### Data provided
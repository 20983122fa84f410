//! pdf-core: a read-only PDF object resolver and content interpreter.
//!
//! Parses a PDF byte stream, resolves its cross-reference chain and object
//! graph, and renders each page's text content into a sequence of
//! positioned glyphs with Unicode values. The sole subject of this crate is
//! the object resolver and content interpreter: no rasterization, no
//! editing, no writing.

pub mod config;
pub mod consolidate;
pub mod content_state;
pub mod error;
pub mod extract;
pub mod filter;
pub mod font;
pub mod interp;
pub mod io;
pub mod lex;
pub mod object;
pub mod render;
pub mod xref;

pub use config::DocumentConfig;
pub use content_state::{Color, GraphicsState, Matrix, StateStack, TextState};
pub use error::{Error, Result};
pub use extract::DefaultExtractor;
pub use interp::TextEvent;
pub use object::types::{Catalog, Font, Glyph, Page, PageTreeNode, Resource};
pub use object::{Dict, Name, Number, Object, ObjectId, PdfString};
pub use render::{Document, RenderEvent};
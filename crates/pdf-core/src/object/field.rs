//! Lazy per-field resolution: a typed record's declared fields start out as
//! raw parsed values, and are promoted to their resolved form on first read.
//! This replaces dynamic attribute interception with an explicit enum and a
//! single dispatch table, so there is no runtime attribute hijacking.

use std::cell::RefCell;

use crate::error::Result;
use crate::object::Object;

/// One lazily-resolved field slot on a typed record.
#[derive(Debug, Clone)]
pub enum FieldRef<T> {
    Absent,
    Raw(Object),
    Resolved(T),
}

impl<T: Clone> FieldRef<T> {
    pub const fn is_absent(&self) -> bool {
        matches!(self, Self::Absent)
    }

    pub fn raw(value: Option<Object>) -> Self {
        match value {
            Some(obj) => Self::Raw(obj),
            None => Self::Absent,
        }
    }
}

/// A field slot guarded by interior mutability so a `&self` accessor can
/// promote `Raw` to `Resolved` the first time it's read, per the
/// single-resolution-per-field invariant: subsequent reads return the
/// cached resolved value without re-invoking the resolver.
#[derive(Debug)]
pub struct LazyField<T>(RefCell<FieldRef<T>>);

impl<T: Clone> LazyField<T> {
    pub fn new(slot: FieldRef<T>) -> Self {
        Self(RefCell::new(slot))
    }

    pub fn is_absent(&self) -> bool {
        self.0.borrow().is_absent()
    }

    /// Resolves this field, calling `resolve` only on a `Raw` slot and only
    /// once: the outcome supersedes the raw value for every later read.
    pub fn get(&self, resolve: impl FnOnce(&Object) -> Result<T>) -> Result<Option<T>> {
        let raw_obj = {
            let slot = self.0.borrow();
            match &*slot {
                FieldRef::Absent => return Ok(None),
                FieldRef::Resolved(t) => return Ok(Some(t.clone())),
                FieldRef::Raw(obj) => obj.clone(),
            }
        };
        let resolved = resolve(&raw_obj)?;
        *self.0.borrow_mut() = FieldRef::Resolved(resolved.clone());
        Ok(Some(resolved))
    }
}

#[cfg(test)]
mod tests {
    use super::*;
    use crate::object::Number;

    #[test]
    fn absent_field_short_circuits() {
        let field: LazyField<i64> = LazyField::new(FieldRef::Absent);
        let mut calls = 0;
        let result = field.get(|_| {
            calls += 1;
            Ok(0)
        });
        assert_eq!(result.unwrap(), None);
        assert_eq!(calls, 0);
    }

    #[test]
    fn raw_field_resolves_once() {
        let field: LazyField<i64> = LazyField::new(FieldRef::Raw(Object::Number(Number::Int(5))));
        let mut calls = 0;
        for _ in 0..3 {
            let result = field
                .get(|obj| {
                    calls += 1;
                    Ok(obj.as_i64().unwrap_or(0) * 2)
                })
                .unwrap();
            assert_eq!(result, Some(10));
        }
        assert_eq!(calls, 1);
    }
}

### Action item
Using the records above, pull out each line where the word "impl" occurs.

### Answer to this exercise
impl<T: Clone> FieldRef<T> {
impl<T: Clone> LazyField<T> {
    pub fn get(&self, resolve: impl FnOnce(&Object) -> Result<T>) -> Result<Option<T>> {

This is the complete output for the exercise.